We have a Kenmore electric vertical. Haven't used it in a couple years; it was stored indoors. We were basically 
successful with it back in 2010, which only means when smoking ribs or chops, they were smoky. It was fall and the temp was around 50, maybe a bit less. 
We got it out last week and smoked some thick chops and ribs, and though the meat was cooked and dried out, there
was not one iota of smoke taste or ring anywhere. The chips were about half charred (from bottom up of holder) and we had smelled smoke coming out of the unit. We were only using the door thermometer that time. 
We tried again,  smoking ribs for about 5 hours (sadly, the first three were completely useless; the wood never caught.)
At that point we hung  a regular meat thermometer  from a rack, discovered that the compartment was about 35 degrees hotter than the door said. (So it was maybe 170.) Then we played with it and realized the wood still didn't catch.  We were keeping the compartment at around 225. We live in NJ and the ambient temp was around 65, in shade. We realized that the first attempt must have had a cooking temp of around 260-270, too hot for the food to pick up smoke as I understand it. 
Then we experimented with the empty unit, having found our smoker thermometer with probes. Yes, there's a 35 degree difference when ambient is 65 or so. The wood catches when we turn it up to high initially (325 degrees in unit), but stops when we reduce it to around 225. But the burner isn't actually on very much with these parameters. 
SKIP THE HISTORY: 
So we deduced that in the cool fall, the heat dissipates much more quickly and the burner can stay on, and so the wood gets
that heat, and actually provides smoke, but not when it's more pleasant weather (above 60 degrees or so).
 The Kenmore either won't light the wood, or will become too hot for smoking. We
need more heat dissipation, basically.  
I had researched some other smokers back in 2010 and decided against Bradley because at the time they appeared to be only available close to list price. But now, realizing there was a. a burner just for the wood, and b. a digital model with presumably a better controller, or c. the Auber to attach to the non-digi, and finding much better pricing available, I was leaning toward just replacing the Kenmore. 
But there appear to be some, uh, situations out there with Bradley. Even Customer Service said yesterday on the phone that their manufacturing problems, which started, pretty much, when they offshored, are not fully resolved. We were explicit on the phone. 
SO. What other smokers have a separate burner for the wood?  (any?) 

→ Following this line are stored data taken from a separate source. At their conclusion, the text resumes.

//! Line classification over the dialect token table.
//!
//! Classification is a single fixed-priority lookup per line, tried in the
//! order header > separator > title > directive > continuation > content.
//! There is no lookahead across lines; block structure (query continuations,
//! cell boundaries) is handled by later stages.

use crate::dialect::Dialect;

/// Canonical meaning of a single export line.
#[derive(Debug, Clone, PartialEq, Eq)]
pub enum LineKind {
    /// The document header line.
    Header,
    /// A cell separator line.
    Separator,
    /// A title annotation. Classified as a directive line but contributes
    /// no payload to cell content.
    Title,
    /// A directive line: marker, then a `%`-prefixed name, then an argument.
    Directive {
        /// Directive name without the leading `%`.
        name: String,
        /// Argument text after the name, one separating space removed.
        arg: String,
        /// Full marker-stripped payload (`%` token included), preserved for
        /// passthrough when no transform applies.
        payload: String,
    },
    /// A marker line without a `%` name: continuation content belonging to
    /// the directive block above it.
    Continuation {
        /// Marker-stripped line text, one separating space removed.
        text: String,
    },
    /// Ordinary content, kept verbatim.
    Content,
}

impl LineKind {
    /// True for directive-family lines (title, directive, continuation).
    pub fn is_directive_family(&self) -> bool {
        matches!(
            self,
            LineKind::Title | LineKind::Directive { .. } | LineKind::Continuation { .. }
        )
    }
}

/// A classified line: the raw text plus its canonical meaning.
#[derive(Debug, Clone, PartialEq, Eq)]
pub struct ClassifiedLine {
    /// Raw line text as read from the export, without trailing newline.
    pub raw: String,
    /// Canonical meaning assigned by the lookup.
    pub kind: LineKind,
}

impl ClassifiedLine {
    /// Classifies one line under the given dialect.
    pub fn new(line: &str, dialect: Dialect) -> ClassifiedLine {
        ClassifiedLine {
            raw: line.to_string(),
            kind: classify_line(line, dialect),
        }
    }

    /// True when the raw line is blank.
    pub fn is_blank(&self) -> bool {
        self.raw.trim().is_empty()
    }
}

/// Classifies one line under the given dialect.
///
/// # Examples
///
/// ```
/// use nbx_core::{Dialect, LineKind, classify_line};
///
/// let kind = classify_line("# MAGIC %sql SELECT 1", Dialect::Python);
/// assert_eq!(
///     kind,
///     LineKind::Directive {
///         name: "sql".to_string(),
///         arg: "SELECT 1".to_string(),
///         payload: "%sql SELECT 1".to_string(),
///     }
/// );
/// assert_eq!(classify_line("print(1)", Dialect::Python), LineKind::Content);
/// ```
pub fn classify_line(line: &str, dialect: Dialect) -> LineKind {
    let at = line.trim_start();
    if at.trim_end() == dialect.header() {
        return LineKind::Header;
    }
    if at.starts_with(dialect.separator_prefix()) {
        return LineKind::Separator;
    }
    if at.starts_with(dialect.title_prefix()) {
        return LineKind::Title;
    }
    if let Some(payload) = strip_magic(at, dialect) {
        return classify_payload(payload);
    }
    LineKind::Content
}

/// Strips the directive marker, returning the payload after it.
///
/// The marker must be followed by a space (one is consumed) or end the line;
/// anything else (`# MAGICAL`) is not a directive line.
fn strip_magic(line: &str, dialect: Dialect) -> Option<&str> {
    let rest = line.strip_prefix(dialect.magic_prefix())?;
    if rest.is_empty() {
        return Some(rest);
    }
    rest.strip_prefix(' ')
}

/// Splits a marker-stripped payload into directive or continuation.
fn classify_payload(payload: &str) -> LineKind {
    let trimmed = payload.trim_start();
    let first = trimmed.split_whitespace().next().unwrap_or("");
    if let Some(name) = first.strip_prefix('%') {
        let after_name = &trimmed[first.len()..];
        let arg = after_name.strip_prefix(' ').unwrap_or(after_name);
        return LineKind::Directive {
            name: name.to_string(),
            arg: arg.to_string(),
            payload: payload.to_string(),
        };
    }
    LineKind::Continuation {
        text: payload.to_string(),
    }
}

/// Classifies every line of a document body under one dialect.
pub fn classify_lines<'a, I>(lines: I, dialect: Dialect) -> Vec<ClassifiedLine>
where
    I: IntoIterator<Item = &'a str>,
{
    lines
        .into_iter()
        .map(|line| ClassifiedLine::new(line, dialect))
        .collect()
}

#[cfg(test)]
mod tests {
    use super::*;

    #[test]
    fn classifies_header_and_separator() {
        assert_eq!(
            classify_line("# Databricks notebook source", Dialect::Python),
            LineKind::Header
        );
        assert_eq!(
            classify_line("# COMMAND ----------", Dialect::Python),
            LineKind::Separator
        );
        assert_eq!(
            classify_line("-- COMMAND ----------", Dialect::Sql),
            LineKind::Separator
        );
    }

    #[test]
    fn separator_of_another_dialect_is_content() {
        assert_eq!(
            classify_line("-- COMMAND ----------", Dialect::Python),
            LineKind::Content
        );
    }

    #[test]
    fn classifies_title_as_payload_free_directive() {
        assert_eq!(
            classify_line("# DBTITLE 1,Load data", Dialect::Python),
            LineKind::Title
        );
        assert_eq!(
            classify_line("-- DBTITLE 1,Load data", Dialect::Sql),
            LineKind::Title
        );
    }

    #[test]
    fn classifies_directive_with_name_and_arg() {
        let kind = classify_line("# MAGIC %run ./setup/env", Dialect::Python);
        assert_eq!(
            kind,
            LineKind::Directive {
                name: "run".to_string(),
                arg: "./setup/env".to_string(),
                payload: "%run ./setup/env".to_string(),
            }
        );
    }

    #[test]
    fn directive_without_arg_has_empty_arg() {
        let kind = classify_line("// MAGIC %sql", Dialect::Scala);
        assert_eq!(
            kind,
            LineKind::Directive {
                name: "sql".to_string(),
                arg: String::new(),
                payload: "%sql".to_string(),
            }
        );
    }

    #[test]
    fn marker_line_without_name_is_continuation() {
        assert_eq!(
            classify_line("# MAGIC SELECT * FROM t", Dialect::Python),
            LineKind::Continuation {
                text: "SELECT * FROM t".to_string()
            }
        );
        // Bare marker is an empty continuation line.
        assert_eq!(
            classify_line("# MAGIC", Dialect::Python),
            LineKind::Continuation {
                text: String::new()
            }
        );
    }

    #[test]
    fn continuation_keeps_inner_indentation() {
        // Only the single separating space after the marker is consumed.
        assert_eq!(
            classify_line("# MAGIC   WHERE x > 1", Dialect::Python),
            LineKind::Continuation {
                text: "  WHERE x > 1".to_string()
            }
        );
    }

    #[test]
    fn fused_marker_is_content() {
        assert_eq!(classify_line("# MAGICAL text", Dialect::Python), LineKind::Content);
    }

    #[test]
    fn blank_and_plain_lines_are_content() {
        assert_eq!(classify_line("", Dialect::Python), LineKind::Content);
        assert_eq!(classify_line("   ", Dialect::Python), LineKind::Content);
        assert_eq!(classify_line("print(1)", Dialect::Python), LineKind::Content);
        // A plain comment is content too; only the fixed tokens are structural.
        assert_eq!(classify_line("# plain comment", Dialect::Python), LineKind::Content);
    }

    #[test]
    fn unknown_directive_name_still_classifies_as_directive() {
        // Demotion to content happens at transform time; the classifier
        // records any %-token so the language resolver can see it.
        let kind = classify_line("# MAGIC %fs ls /tmp", Dialect::Python);
        assert_eq!(
            kind,
            LineKind::Directive {
                name: "fs".to_string(),
                arg: "ls /tmp".to_string(),
                payload: "%fs ls /tmp".to_string(),
            }
        );
    }

    #[test]
    fn directive_after_extra_spaces_keeps_payload() {
        let kind = classify_line("# MAGIC   %sql SELECT 1", Dialect::Python);
        match kind {
            LineKind::Directive { name, arg, payload } => {
                assert_eq!(name, "sql");
                assert_eq!(arg, "SELECT 1");
                assert_eq!(payload, "  %sql SELECT 1");
            }
            other => panic!("Expected directive, got: {:?}", other),
        }
    }
}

And who is CHARD?  I found chardproducts.com using Bing (not Google!!) searching for 'chard smokers' after seeing it for sale on meatprocessingproducts.com (sadly, with no detail about it, but they responded quickly to an email and said they'd provide me with info today) It's a very good-looking unit, actually reminiscent of Cajun Injector in appearance (could be a merger?) 
And how in the world do other people successfully use single-burner electric smokers  in summertime? 
Thank you.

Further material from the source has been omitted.